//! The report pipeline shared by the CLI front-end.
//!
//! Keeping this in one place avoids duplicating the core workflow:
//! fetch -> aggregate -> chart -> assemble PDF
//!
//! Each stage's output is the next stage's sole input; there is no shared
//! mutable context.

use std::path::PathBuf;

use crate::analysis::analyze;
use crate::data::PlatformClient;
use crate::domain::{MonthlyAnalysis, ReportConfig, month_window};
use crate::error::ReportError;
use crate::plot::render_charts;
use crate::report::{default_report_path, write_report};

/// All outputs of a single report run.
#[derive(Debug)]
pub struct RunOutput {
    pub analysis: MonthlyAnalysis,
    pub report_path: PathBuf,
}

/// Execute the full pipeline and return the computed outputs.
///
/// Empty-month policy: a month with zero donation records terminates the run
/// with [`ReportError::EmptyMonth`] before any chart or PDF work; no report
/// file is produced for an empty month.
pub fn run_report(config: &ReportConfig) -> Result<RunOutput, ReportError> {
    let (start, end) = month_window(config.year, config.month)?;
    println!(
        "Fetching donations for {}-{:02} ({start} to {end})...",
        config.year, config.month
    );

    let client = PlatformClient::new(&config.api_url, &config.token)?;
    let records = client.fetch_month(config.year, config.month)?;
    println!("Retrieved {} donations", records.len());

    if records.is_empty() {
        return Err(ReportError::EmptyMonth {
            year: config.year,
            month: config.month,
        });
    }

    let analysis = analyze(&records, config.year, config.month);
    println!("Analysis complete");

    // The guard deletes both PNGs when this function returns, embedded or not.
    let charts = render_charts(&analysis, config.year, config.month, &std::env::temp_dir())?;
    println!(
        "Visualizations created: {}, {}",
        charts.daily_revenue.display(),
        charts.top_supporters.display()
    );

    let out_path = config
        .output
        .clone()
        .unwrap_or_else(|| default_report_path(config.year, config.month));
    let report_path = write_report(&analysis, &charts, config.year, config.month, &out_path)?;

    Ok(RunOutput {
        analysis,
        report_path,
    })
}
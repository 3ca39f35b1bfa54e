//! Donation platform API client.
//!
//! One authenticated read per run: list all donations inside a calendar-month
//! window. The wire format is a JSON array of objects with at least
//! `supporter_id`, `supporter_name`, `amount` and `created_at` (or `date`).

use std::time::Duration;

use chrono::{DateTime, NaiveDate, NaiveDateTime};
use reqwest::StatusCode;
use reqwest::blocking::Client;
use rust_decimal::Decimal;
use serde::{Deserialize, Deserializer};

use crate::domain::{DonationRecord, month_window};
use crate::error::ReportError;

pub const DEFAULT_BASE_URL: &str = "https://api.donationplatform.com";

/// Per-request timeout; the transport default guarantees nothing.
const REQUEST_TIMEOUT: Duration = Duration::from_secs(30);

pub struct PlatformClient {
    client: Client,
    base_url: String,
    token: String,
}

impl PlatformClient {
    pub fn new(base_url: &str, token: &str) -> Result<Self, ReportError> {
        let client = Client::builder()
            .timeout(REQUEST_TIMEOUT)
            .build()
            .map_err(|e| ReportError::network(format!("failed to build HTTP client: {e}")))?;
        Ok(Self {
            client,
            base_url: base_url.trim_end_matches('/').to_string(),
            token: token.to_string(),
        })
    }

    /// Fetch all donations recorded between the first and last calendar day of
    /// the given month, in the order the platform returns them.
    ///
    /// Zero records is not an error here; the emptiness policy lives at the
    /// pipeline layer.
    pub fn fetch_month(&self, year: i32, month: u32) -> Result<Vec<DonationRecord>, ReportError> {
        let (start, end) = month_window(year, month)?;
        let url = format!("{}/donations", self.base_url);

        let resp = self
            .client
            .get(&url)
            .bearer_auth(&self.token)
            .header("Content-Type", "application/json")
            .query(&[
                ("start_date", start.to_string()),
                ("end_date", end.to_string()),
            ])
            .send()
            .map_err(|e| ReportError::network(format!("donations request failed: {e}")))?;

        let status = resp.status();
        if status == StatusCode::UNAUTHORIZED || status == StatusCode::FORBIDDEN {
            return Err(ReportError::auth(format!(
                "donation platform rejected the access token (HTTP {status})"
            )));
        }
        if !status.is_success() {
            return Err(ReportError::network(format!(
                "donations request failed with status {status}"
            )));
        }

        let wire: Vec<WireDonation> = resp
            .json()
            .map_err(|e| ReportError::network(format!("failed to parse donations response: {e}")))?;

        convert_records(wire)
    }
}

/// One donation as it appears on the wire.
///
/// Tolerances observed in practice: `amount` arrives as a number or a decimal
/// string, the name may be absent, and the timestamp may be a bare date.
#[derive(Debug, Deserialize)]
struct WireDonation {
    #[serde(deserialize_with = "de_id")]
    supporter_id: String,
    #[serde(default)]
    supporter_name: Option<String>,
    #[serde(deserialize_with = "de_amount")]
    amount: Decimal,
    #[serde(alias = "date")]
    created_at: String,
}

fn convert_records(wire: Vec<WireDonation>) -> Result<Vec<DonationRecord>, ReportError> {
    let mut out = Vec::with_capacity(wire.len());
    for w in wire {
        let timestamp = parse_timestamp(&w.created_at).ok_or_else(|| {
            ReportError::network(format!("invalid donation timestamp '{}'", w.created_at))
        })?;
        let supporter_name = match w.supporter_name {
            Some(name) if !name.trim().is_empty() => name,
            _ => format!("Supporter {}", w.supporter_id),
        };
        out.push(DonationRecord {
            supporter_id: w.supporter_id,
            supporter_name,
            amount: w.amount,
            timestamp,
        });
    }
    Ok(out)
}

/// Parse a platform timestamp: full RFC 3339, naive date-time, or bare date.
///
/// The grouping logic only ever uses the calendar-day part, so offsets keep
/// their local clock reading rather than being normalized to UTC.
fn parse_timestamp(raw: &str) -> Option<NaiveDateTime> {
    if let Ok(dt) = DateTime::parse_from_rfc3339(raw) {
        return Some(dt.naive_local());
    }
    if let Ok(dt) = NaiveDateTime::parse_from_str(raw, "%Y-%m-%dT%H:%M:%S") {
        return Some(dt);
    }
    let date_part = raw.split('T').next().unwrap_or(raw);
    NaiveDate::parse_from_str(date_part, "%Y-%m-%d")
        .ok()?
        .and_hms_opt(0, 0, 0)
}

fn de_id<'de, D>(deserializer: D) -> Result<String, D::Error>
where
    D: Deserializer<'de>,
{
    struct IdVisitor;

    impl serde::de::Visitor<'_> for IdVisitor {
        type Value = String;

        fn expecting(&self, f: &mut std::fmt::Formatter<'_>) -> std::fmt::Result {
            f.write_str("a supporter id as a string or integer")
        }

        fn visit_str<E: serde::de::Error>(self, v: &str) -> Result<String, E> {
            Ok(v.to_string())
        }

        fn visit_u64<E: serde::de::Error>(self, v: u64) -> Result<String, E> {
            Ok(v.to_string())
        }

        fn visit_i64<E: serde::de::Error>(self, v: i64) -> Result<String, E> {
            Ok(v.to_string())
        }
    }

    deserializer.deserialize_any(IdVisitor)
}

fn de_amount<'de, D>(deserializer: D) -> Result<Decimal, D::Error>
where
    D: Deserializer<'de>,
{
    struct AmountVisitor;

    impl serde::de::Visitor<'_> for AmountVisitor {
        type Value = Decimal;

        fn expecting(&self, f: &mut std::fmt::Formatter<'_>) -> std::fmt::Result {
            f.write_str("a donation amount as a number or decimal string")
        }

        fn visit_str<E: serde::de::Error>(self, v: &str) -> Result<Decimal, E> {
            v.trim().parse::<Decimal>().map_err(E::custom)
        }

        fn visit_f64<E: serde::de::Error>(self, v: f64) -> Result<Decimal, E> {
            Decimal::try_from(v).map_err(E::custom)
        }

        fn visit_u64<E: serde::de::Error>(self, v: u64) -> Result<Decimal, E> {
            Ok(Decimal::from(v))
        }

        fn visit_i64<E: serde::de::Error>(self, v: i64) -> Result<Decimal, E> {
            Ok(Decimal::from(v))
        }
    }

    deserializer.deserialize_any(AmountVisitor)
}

Work to be completed :: Please copy out each line of the data in which the word "number" occurs.

Output of the task ::
/// Tolerances observed in practice: `amount` arrives as a number or a decimal
            f.write_str("a donation amount as a number or decimal string")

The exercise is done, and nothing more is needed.